__WORK TO BE COMPLETED__. Please print only the top portion of the entries below, ending with the line that contains "pub mod evaluation;", exactly as written.

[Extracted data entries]

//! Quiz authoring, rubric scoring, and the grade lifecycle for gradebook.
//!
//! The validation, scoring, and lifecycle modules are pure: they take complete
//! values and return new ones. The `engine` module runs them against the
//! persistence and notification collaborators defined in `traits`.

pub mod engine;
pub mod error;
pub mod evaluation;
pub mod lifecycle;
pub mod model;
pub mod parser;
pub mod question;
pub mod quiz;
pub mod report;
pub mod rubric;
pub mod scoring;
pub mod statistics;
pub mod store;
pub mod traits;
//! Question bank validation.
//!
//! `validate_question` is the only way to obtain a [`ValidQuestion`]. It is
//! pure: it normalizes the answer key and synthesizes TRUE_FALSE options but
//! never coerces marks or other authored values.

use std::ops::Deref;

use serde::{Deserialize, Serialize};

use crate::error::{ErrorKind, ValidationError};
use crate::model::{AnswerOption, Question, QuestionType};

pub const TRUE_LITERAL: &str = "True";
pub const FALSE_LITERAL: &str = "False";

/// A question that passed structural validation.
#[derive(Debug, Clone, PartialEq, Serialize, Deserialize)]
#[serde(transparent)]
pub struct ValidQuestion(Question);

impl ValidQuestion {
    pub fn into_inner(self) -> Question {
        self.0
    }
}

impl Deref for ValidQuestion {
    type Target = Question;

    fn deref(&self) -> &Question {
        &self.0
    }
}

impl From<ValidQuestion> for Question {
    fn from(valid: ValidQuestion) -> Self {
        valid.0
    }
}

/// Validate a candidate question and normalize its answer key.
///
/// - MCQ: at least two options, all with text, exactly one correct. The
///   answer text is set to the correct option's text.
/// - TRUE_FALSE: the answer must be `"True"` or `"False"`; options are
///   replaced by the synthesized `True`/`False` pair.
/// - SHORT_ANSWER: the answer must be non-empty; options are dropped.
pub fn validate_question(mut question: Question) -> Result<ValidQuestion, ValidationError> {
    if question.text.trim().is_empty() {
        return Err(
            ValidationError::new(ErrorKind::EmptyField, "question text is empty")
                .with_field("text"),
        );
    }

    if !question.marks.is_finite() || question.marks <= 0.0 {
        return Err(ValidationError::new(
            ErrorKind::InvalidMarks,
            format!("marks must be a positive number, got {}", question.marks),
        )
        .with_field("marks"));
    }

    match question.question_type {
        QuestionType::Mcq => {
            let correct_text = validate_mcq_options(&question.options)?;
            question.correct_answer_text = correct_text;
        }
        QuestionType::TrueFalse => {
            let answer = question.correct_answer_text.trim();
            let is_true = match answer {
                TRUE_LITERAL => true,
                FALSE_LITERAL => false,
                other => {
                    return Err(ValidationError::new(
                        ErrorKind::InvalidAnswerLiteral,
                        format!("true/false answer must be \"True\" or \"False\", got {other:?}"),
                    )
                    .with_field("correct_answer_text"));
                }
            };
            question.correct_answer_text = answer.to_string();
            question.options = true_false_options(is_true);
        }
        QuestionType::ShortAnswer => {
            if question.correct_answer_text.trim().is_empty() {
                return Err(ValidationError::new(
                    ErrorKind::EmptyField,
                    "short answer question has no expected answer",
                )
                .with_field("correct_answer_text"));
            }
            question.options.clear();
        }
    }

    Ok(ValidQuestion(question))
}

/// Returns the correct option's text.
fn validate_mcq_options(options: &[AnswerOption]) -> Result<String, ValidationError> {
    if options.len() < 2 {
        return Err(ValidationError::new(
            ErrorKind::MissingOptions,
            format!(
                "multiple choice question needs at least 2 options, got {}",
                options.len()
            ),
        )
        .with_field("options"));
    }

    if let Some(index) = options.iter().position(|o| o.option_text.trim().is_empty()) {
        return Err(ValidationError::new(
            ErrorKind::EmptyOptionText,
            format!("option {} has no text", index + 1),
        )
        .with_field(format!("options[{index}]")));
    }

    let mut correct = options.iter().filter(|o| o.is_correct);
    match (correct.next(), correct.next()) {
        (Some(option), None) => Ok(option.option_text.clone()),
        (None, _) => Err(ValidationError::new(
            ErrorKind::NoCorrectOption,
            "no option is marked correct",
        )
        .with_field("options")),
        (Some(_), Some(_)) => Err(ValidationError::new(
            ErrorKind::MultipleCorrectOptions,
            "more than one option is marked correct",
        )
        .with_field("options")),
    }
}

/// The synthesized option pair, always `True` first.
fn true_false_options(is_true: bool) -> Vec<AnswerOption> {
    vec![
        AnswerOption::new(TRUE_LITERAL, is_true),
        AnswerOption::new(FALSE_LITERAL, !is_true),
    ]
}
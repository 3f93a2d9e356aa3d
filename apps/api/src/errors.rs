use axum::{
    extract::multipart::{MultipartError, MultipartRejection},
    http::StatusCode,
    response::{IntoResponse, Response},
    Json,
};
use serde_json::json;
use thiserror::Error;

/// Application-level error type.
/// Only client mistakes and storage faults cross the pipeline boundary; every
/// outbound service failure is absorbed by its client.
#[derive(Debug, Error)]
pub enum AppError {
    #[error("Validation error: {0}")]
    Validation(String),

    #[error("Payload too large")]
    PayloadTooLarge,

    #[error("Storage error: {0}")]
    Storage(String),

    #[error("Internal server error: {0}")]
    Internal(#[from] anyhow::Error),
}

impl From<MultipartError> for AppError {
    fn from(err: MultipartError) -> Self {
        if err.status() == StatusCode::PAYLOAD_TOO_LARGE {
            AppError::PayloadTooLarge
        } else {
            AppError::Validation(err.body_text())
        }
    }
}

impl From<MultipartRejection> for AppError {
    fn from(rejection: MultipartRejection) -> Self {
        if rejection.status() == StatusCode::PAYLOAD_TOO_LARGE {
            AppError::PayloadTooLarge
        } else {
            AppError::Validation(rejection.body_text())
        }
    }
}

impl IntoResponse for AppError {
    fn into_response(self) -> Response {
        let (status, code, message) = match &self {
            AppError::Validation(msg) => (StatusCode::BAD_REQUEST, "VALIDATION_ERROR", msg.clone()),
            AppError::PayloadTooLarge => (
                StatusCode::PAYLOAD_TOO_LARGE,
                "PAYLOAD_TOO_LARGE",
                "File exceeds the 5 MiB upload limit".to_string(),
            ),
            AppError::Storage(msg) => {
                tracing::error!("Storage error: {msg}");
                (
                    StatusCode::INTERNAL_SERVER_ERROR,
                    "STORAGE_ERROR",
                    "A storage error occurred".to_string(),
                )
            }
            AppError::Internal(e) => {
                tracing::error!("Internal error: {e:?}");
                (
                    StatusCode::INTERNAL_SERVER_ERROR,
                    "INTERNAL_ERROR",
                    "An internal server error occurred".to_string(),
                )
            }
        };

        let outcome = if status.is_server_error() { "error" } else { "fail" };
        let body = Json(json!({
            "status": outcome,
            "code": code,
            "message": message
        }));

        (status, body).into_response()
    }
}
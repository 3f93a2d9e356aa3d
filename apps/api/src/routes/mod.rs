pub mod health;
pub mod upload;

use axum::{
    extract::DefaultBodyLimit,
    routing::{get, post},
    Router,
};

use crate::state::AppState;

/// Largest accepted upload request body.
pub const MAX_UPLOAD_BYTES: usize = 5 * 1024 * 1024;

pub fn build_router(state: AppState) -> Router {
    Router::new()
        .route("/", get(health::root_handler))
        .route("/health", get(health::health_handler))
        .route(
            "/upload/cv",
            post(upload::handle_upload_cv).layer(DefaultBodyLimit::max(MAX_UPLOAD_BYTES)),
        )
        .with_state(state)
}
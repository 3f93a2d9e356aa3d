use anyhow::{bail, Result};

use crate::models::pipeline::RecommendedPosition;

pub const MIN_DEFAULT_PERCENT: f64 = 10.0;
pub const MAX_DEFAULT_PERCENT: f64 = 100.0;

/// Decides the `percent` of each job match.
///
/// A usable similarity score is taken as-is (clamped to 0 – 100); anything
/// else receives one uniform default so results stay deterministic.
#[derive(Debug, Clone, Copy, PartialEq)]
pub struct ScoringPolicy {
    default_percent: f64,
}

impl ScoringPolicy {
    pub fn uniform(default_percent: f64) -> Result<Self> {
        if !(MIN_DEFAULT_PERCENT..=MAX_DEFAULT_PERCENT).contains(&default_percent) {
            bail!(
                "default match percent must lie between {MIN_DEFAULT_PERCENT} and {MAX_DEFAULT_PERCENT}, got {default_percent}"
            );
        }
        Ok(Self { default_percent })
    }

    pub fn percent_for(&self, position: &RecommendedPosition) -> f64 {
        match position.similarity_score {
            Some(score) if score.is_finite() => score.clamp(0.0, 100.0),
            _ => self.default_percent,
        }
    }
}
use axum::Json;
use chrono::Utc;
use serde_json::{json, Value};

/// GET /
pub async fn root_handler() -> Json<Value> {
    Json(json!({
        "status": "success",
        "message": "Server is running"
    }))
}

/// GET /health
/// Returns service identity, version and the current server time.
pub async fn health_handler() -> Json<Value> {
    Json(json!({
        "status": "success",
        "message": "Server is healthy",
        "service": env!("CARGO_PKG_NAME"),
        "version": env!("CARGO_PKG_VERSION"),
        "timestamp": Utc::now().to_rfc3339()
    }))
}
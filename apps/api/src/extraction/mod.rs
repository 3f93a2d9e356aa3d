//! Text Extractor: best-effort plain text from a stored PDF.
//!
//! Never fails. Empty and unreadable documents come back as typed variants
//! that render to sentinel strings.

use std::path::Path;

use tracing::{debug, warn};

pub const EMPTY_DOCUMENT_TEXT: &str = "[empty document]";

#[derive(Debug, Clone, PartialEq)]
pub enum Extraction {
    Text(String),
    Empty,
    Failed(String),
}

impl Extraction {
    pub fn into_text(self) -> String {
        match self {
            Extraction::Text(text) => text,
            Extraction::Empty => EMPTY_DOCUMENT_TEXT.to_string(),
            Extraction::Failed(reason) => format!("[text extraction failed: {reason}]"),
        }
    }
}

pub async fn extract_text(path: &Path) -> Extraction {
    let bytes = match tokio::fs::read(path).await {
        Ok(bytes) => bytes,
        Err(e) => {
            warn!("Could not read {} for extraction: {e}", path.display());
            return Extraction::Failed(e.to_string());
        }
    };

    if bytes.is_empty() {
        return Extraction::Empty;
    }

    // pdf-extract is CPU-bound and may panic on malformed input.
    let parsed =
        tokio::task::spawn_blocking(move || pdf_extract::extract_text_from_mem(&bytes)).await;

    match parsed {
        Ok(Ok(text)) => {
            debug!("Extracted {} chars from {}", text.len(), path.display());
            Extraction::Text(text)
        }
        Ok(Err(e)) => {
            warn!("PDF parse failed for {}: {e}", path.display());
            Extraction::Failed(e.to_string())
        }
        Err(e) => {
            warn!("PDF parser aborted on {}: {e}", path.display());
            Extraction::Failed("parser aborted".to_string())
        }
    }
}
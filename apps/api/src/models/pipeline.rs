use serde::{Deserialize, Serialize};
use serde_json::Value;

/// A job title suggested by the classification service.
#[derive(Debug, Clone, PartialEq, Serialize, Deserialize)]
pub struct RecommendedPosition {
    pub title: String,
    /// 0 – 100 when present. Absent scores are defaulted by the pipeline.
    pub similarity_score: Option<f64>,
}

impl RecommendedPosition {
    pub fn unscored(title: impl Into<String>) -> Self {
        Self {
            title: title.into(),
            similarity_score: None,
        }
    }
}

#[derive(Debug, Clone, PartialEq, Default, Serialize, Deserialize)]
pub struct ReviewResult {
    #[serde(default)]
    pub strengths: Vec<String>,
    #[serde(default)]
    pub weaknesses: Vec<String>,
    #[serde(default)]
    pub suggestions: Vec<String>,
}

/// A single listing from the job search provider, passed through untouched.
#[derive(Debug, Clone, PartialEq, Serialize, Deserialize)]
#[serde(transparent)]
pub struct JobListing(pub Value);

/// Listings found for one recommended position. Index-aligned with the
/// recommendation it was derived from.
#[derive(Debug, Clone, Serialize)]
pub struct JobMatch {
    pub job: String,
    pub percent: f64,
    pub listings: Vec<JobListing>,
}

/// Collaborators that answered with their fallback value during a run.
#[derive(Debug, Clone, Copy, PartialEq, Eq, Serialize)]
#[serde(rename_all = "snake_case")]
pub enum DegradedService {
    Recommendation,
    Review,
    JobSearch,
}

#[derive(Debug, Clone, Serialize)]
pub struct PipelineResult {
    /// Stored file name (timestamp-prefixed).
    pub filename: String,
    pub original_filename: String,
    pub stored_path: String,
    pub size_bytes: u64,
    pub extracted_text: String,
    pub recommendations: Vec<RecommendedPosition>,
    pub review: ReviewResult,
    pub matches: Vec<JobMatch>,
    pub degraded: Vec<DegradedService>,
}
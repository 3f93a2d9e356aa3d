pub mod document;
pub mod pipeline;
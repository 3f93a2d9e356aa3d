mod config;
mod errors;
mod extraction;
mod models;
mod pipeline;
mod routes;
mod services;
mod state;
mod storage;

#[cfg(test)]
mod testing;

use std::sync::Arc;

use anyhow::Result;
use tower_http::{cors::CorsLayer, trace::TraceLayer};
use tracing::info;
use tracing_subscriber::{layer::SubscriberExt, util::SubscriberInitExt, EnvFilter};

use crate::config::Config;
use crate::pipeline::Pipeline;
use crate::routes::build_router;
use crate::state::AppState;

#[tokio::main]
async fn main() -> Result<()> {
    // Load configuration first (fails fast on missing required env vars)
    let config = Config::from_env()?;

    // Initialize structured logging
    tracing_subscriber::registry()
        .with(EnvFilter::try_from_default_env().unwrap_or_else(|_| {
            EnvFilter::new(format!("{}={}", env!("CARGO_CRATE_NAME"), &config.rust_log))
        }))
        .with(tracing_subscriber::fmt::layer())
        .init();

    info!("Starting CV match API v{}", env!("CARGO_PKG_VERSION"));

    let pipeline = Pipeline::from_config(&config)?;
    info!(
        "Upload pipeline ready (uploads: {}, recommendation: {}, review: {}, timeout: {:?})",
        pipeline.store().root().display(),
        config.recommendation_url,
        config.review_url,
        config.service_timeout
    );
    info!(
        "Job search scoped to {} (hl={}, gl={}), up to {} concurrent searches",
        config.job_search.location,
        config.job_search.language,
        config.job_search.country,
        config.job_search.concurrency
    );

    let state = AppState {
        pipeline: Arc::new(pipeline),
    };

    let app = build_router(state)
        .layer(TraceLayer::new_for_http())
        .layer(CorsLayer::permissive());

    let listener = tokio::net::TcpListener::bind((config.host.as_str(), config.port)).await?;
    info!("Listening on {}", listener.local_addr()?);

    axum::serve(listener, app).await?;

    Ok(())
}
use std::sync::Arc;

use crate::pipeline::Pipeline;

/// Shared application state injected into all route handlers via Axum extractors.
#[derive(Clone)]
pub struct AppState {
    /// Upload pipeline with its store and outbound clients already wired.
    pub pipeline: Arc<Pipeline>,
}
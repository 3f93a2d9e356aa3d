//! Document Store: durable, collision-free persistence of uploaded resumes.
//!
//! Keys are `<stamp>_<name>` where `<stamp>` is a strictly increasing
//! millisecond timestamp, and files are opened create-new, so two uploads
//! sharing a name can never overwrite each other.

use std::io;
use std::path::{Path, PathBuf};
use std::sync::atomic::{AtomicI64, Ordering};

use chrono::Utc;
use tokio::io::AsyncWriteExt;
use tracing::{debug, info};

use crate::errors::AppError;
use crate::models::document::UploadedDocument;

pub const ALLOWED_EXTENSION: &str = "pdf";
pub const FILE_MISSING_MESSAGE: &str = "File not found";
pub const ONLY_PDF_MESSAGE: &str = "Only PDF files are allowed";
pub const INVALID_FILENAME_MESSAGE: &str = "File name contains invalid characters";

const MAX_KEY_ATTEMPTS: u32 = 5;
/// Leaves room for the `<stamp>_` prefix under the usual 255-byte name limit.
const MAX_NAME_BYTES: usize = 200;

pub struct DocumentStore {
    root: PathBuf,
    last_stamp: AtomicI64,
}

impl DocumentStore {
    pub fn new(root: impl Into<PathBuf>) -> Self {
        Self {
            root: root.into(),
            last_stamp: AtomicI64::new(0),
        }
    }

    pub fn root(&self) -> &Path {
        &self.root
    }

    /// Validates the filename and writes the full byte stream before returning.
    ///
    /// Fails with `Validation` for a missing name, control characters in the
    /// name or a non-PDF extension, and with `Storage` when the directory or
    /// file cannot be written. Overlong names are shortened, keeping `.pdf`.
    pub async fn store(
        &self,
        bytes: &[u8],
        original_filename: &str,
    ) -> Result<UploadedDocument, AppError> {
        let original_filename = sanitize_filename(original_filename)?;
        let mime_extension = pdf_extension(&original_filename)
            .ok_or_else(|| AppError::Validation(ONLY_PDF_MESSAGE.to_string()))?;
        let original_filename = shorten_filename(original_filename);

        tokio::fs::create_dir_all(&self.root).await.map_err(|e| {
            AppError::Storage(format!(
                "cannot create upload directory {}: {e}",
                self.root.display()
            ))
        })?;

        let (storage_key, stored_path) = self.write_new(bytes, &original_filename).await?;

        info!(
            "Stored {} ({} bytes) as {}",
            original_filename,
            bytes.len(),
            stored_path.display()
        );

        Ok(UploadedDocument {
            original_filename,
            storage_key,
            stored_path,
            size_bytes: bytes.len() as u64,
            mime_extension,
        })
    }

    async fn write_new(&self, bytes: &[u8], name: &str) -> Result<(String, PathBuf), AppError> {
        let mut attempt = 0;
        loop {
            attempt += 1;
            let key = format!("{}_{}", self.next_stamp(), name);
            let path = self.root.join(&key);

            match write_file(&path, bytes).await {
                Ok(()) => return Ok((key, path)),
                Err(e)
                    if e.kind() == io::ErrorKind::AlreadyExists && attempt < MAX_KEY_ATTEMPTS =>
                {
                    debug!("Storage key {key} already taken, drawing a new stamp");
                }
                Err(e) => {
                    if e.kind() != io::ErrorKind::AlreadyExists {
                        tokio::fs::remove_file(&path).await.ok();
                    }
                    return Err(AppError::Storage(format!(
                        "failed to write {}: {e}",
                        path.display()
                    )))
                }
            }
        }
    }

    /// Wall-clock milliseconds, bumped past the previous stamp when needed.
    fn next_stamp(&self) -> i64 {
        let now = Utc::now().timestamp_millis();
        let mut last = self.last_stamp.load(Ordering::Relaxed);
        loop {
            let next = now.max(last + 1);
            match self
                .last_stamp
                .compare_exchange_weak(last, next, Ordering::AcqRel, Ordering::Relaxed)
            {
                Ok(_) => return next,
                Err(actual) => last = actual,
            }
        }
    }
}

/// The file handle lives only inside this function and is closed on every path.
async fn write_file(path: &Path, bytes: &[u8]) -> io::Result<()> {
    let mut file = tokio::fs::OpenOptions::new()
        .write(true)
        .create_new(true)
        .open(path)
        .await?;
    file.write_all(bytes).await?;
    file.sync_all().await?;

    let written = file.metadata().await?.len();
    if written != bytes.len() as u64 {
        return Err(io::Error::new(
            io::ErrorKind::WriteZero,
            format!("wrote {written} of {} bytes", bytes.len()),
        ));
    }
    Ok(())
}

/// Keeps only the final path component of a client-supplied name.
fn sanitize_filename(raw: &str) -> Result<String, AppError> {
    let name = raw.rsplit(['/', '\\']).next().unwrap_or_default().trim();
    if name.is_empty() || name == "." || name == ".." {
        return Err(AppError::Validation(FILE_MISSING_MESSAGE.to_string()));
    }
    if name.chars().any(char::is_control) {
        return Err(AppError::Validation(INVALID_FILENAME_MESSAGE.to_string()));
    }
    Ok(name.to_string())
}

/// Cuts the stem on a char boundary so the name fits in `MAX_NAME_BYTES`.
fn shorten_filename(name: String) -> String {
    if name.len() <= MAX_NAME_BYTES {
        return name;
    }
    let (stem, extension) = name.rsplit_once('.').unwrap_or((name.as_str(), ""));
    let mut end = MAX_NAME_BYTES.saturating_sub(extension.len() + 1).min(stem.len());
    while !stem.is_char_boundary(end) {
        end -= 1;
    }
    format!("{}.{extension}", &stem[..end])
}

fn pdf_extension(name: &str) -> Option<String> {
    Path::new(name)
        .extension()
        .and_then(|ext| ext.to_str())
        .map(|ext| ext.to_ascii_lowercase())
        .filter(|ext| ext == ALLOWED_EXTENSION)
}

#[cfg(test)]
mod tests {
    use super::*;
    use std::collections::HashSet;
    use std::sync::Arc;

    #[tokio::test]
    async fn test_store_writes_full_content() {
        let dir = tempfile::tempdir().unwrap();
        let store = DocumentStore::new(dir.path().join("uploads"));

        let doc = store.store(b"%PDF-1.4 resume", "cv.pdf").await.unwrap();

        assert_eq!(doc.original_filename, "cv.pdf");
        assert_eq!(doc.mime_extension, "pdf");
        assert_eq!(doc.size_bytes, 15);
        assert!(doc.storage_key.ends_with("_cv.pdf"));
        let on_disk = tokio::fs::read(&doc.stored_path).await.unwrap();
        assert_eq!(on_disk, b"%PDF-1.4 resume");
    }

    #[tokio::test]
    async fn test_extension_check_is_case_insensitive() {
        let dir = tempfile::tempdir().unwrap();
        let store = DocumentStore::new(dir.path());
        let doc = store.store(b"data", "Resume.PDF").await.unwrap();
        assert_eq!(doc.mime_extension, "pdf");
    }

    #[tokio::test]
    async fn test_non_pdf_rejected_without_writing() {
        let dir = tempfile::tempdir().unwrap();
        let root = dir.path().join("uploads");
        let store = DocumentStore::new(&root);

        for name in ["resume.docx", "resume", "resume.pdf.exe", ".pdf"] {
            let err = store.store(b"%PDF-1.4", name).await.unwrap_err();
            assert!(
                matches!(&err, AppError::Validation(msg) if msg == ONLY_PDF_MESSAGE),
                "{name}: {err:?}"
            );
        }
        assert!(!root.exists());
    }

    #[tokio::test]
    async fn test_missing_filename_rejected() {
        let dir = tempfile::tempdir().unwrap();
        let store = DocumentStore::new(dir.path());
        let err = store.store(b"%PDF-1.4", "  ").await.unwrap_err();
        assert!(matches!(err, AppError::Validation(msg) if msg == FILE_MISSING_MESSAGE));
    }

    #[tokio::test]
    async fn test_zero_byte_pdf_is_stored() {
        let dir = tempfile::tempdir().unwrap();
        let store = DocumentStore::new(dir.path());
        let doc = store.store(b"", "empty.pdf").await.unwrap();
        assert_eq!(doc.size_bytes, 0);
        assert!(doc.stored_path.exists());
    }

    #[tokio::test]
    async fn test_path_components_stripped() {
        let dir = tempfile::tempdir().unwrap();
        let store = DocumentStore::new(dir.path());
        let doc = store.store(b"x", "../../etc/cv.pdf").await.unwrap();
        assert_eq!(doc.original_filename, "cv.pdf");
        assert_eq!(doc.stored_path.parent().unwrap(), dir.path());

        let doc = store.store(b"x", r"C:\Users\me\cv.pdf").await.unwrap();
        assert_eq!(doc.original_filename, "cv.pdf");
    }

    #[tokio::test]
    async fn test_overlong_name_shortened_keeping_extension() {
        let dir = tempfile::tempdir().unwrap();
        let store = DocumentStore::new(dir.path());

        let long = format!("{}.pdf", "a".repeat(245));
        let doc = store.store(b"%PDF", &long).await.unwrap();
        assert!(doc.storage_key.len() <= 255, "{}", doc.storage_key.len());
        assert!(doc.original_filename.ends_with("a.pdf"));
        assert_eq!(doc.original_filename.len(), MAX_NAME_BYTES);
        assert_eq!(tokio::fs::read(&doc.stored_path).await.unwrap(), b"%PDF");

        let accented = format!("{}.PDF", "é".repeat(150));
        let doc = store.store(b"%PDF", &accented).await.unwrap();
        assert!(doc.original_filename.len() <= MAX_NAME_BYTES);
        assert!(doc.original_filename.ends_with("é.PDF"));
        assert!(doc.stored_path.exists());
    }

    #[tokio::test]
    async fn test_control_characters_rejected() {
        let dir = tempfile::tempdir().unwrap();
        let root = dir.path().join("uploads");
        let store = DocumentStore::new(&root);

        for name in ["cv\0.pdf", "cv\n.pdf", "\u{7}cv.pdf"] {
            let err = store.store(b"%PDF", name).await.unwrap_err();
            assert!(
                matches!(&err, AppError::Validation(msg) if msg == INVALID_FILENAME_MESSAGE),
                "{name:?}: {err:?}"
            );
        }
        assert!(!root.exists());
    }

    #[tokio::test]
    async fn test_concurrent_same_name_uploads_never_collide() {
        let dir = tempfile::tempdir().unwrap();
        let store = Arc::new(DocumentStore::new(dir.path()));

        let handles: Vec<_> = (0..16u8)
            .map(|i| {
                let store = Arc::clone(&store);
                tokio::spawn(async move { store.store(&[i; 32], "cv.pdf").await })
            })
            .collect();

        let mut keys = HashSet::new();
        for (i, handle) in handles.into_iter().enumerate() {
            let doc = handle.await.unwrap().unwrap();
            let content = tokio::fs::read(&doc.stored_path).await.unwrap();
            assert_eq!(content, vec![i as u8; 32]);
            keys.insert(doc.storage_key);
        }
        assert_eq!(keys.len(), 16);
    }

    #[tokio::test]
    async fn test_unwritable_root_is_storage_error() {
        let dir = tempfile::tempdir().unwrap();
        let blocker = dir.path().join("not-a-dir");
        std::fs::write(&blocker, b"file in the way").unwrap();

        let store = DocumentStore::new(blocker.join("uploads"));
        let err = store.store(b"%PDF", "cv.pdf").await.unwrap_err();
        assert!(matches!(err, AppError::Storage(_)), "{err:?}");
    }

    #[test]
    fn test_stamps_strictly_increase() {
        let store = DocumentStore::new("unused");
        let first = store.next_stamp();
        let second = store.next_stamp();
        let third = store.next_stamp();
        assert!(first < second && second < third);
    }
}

__ANSWER FOR THIS EXERCISE__.
//! Quiz authoring, rubric scoring, and the grade lifecycle for gradebook.
//!
//! The validation, scoring, and lifecycle modules are pure: they take complete
//! values and return new ones. The `engine` module runs them against the
//! persistence and notification collaborators defined in `traits`.

pub mod engine;
pub mod error;
pub mod evaluation;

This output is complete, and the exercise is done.